第64話 再戦

 その後、他のスキルでも検証したが、『デフォルメ』は『ざくろ石』に込められなかった。スキルの性質によっていろいろ制約はありそうだ。

 だが、使い方次第で俺達のスキルの幅を間違いなく広げてくれる技術だ。

 余裕があるときにせっせと『ざくろ石』にスキルを込めれば、SPの節約にもなるしな。

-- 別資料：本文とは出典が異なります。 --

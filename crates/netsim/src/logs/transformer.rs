//! Per-node translation of raw daemon records into visualization events

use netsim_core::{translate, EventRecord, VizEvent};
use std::sync::Arc;
use tokio::{
    io::{AsyncBufReadExt, AsyncRead, AsyncWriteExt, BufReader, DuplexStream},
    sync::Mutex,
};
use tracing::trace;

/// Bytes buffered between the translation task and the merged stream.
const PIPE_CAPACITY: usize = 16 * 1024;

/// Translates one daemon's event log into visualization events.
///
/// The daemon's log tail is consumed by a background task; the returned
/// stream side carries the translated newline-delimited events and is meant
/// to be mixed into the [`LineAggregator`](super::LineAggregator).
/// Out-of-band events such as membership changes can be injected with
/// [`write_event`](Self::write_event).
///
/// Translation never fails: malformed lines are skipped, and the task ends
/// quietly when the daemon exits or the stream side is dropped.
pub struct NodeLogger {
    id: String,
    sink: Arc<Mutex<DuplexStream>>,
}

// === impl NodeLogger ===

impl NodeLogger {
    /// Spawns the translation task over `tail` and returns the logger plus
    /// its merged-stream side.
    pub fn new<R>(id: String, tail: R) -> (Self, DuplexStream)
    where
        R: AsyncRead + Send + Unpin + 'static,
    {
        let (sink, output) = tokio::io::duplex(PIPE_CAPACITY);
        let sink = Arc::new(Mutex::new(sink));
        let logger = Self { id: id.clone(), sink: sink.clone() };
        tokio::spawn(transform(id, tail, sink));
        (logger, output)
    }

    /// The identity of the node this logger belongs to.
    pub fn id(&self) -> &str {
        &self.id
    }

    /// Injects an event into this node's stream.
    pub async fn write_event(&self, event: &VizEvent) -> std::io::Result<()> {
        write_line(&self.sink, event).await
    }
}

/// Writes one serialized event as a whole line.
///
/// The sink lock is held across the entire line so concurrent writers cannot
/// split it.
async fn write_line(sink: &Mutex<DuplexStream>, event: &VizEvent) -> std::io::Result<()> {
    let Ok(mut line) = serde_json::to_vec(event) else { return Ok(()) };
    line.push(b'\n');
    let mut sink = sink.lock().await;
    sink.write_all(&line).await
}

/// Reads raw records off `tail` and emits their translations until either
/// side goes away.
async fn transform<R>(id: String, tail: R, sink: Arc<Mutex<DuplexStream>>)
where
    R: AsyncRead + Send + Unpin + 'static,
{
    let mut lines = BufReader::new(tail).lines();
    loop {
        let line = match lines.next_line().await {
            Ok(Some(line)) => line,
            // daemon is gone
            Ok(None) | Err(_) => return,
        };
        if line.trim().is_empty() {
            continue;
        }

        let record: EventRecord = match serde_json::from_str(&line) {
            Ok(record) => record,
            Err(err) => {
                trace!(target: "logs", %err, "skipping malformed record");
                continue;
            }
        };

        for event in translate(&id, &record) {
            if write_line(&sink, &event).await.is_err() {
                // merged stream side is gone
                return;
            }
        }
    }
}
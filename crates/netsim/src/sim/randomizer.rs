//! Periodic workload schedulers

use super::actions::{Action, ActionRunner};
use crate::{config::SimConfig, fleet::Fleet, shutdown::Shutdown};
use futures::future::join_all;
use netsim_core::Role;
use rand::Rng;
use std::{sync::Arc, time::Duration};
use tracing::{debug, info, warn};

/// Drives the fleet with churn, mining and market actions.
///
/// Three independent sleep-then-act loops share one shutdown scope; each
/// tick's work runs on its own task so a slow operation never stalls its
/// scheduler. The mining loop is the exception by design: an epoch joins all
/// of its rolls before the next tick so forks stay within one epoch.
pub struct Randomizer {
    fleet: Arc<Fleet>,
    runner: Arc<ActionRunner>,
    start_nodes: usize,
    max_nodes: usize,
    join_time: Duration,
    block_time: Duration,
    action_time: Duration,
    auto_mining: bool,
    fork_branching: usize,
    fork_probability: f64,
    actions: Vec<Action>,
}

// === impl Randomizer ===

impl Randomizer {
    pub fn new(fleet: Arc<Fleet>, runner: Arc<ActionRunner>, config: &SimConfig) -> Self {
        Self {
            fleet,
            runner,
            start_nodes: config.start_nodes,
            max_nodes: config.max_nodes,
            join_time: config.join_time,
            block_time: config.block_time,
            action_time: config.action_time,
            auto_mining: config.auto_mining,
            fork_branching: config.fork_branching.max(1),
            fork_probability: config.fork_probability,
            actions: config.enabled_actions(),
        }
    }

    /// Spawns the scheduler loops under the given scope.
    pub fn run(self: Arc<Self>, on_shutdown: Shutdown) {
        tokio::spawn(self.clone().churn(on_shutdown.clone()));
        if self.auto_mining {
            tokio::spawn(self.clone().mine(on_shutdown.clone()));
        }
        if !self.actions.is_empty() {
            tokio::spawn(self.drive_actions(on_shutdown));
        }
    }

    /// Grows the fleet: a parallel startup batch, then one node per tick
    /// while below the ceiling.
    async fn churn(self: Arc<Self>, shutdown: Shutdown) {
        info!(target: "sim", count = self.start_nodes, "launching the starting fleet");
        if let Err(err) = self.fleet.add_nodes(self.start_nodes).await {
            warn!(target: "sim", %err, "startup batch incomplete");
        }

        loop {
            if !tick(&shutdown, self.join_time).await {
                return;
            }
            if self.fleet.size() >= self.max_nodes {
                continue;
            }
            let this = self.clone();
            tokio::spawn(async move {
                if let Err(err) = this.fleet.add_connected(Role::Any).await {
                    warn!(target: "sim", %err, "churn add failed");
                }
            });
        }
    }

    /// Mines one epoch per block time tick.
    async fn mine(self: Arc<Self>, shutdown: Shutdown) {
        loop {
            if !tick(&shutdown, self.block_time).await {
                return;
            }
            self.mine_epoch().await;
        }
    }

    /// Samples the epoch's candidate miners, rolls the fork dice for each and
    /// waits for every winner's block.
    async fn mine_epoch(&self) {
        let candidates = self.fleet.random_sample(Role::Miner, self.fork_branching);
        if candidates.is_empty() {
            return;
        }

        let winners: Vec<_> = {
            let mut rng = rand::thread_rng();
            candidates
                .into_iter()
                .filter(|_| roll(self.fork_probability, &mut rng))
                .collect()
        };
        debug!(target: "sim", winners = winners.len(), "mining epoch");

        let mining = winners.into_iter().map(|node| async move {
            if let Err(err) = node.daemon().mine_once().await {
                debug!(target: "sim", id = %node.peer_id(), %err, "mining failed");
            }
        });
        join_all(mining).await;
    }

    /// Fires one random enabled action per tick, each on its own task.
    async fn drive_actions(self: Arc<Self>, shutdown: Shutdown) {
        loop {
            if !tick(&shutdown, self.action_time).await {
                return;
            }
            let action = {
                let mut rng = rand::thread_rng();
                self.actions[rng.gen_range(0..self.actions.len())]
            };
            let runner = self.runner.clone();
            let scope = shutdown.clone();
            tokio::spawn(async move { runner.run(action, scope).await });
        }
    }
}

/// Sleeps one scheduler period; `false` once shutdown fires.
async fn tick(shutdown: &Shutdown, period: Duration) -> bool {
    tokio::select! {
        _ = shutdown.clone() => false,
        _ = tokio::time::sleep(period) => !shutdown.fired(),
    }
}

/// One candidate's fork roll.
///
/// Probabilities outside (0.001, 0.999) short circuit to all-or-none.
fn roll<R: Rng>(probability: f64, rng: &mut R) -> bool {
    if probability >= 0.999 {
        return true;
    }
    if probability <= 0.001 {
        return false;
    }
    rng.gen_bool(probability)
}
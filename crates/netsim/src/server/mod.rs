//! Bootstrap [axum] servers for the visualization surface

use crate::{logs::BroadcastHandle, shutdown::Shutdown};
use axum::{
    body::Body,
    extract::State,
    http::header,
    response::IntoResponse,
    routing::get,
    Router,
};
use futures::StreamExt;
use std::{io, net::SocketAddr, path::PathBuf};
use tokio::net::TcpListener;
use tokio_stream::wrappers::UnboundedReceiverStream;
use tower_http::{services::ServeDir, trace::TraceLayer};
use tracing::info;

/// Serves the visualization bundle plus the `/logs` event stream.
pub async fn serve(
    addr: SocketAddr,
    assets: PathBuf,
    logs: BroadcastHandle,
    on_shutdown: Shutdown,
) -> io::Result<()> {
    let svc = Router::new()
        .route("/logs", get(stream_logs))
        .fallback_service(ServeDir::new(assets))
        .layer(TraceLayer::new_for_http())
        .with_state(logs);

    let listener = TcpListener::bind(addr).await?;
    info!(target: "server", %addr, "viz server listening");
    axum::serve(listener, svc).with_graceful_shutdown(on_shutdown).await
}

/// Serves the explorer asset bundle.
pub async fn serve_explorer(
    addr: SocketAddr,
    assets: PathBuf,
    on_shutdown: Shutdown,
) -> io::Result<()> {
    let svc = Router::new()
        .fallback_service(ServeDir::new(assets))
        .layer(TraceLayer::new_for_http());

    let listener = TcpListener::bind(addr).await?;
    info!(target: "server", %addr, "explorer server listening");
    axum::serve(listener, svc).with_graceful_shutdown(on_shutdown).await
}

/// Streams merged visualization events: buffered history first, then live,
/// flushed chunk by chunk until the viewer disconnects or the simulator
/// stops.
async fn stream_logs(State(logs): State<BroadcastHandle>) -> impl IntoResponse {
    let chunks = UnboundedReceiverStream::new(logs.subscribe()).map(Ok::<_, io::Error>);
    ([(header::CONTENT_TYPE, "application/x-ndjson")], Body::from_stream(chunks))
}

「とりあえず『ざくろ石』とスキルの検証はここまでにして、魔王を倒す作戦を考えよう。もちろん『ざくろ石』にスキルを込めながらね』

 

 ミアは少し引いていたが新しいスキルを沢山使い、スキルを成長させ発動時間を減らすことは基本だ。

 『ざくろ石』に頼れないとかもあるのだから。


 ◇


「——それで新しいスキルは生まれたのか?」


 俺達はゾフにある魔王の屋敷に来ている。


「はい。スキルだけじゃなく『ざくろ石』の検証もある程度終わってます」


「ほう……ということは、次の戦闘で成果を見せてくれるのだな?」


 俺が頷くと魔王はニヤリと笑う。

 

 ◇


 ——俺達は地下洞窟の検証していた区画へと戻ってきた。


 魔王の屋敷でスキル『スキャン』を使い、魔王の情報を取得済みだ。

 ここに移動するまでの間、魔王を対象にした『ping』の『ざくろ石』を俺とミアの2人分作成した。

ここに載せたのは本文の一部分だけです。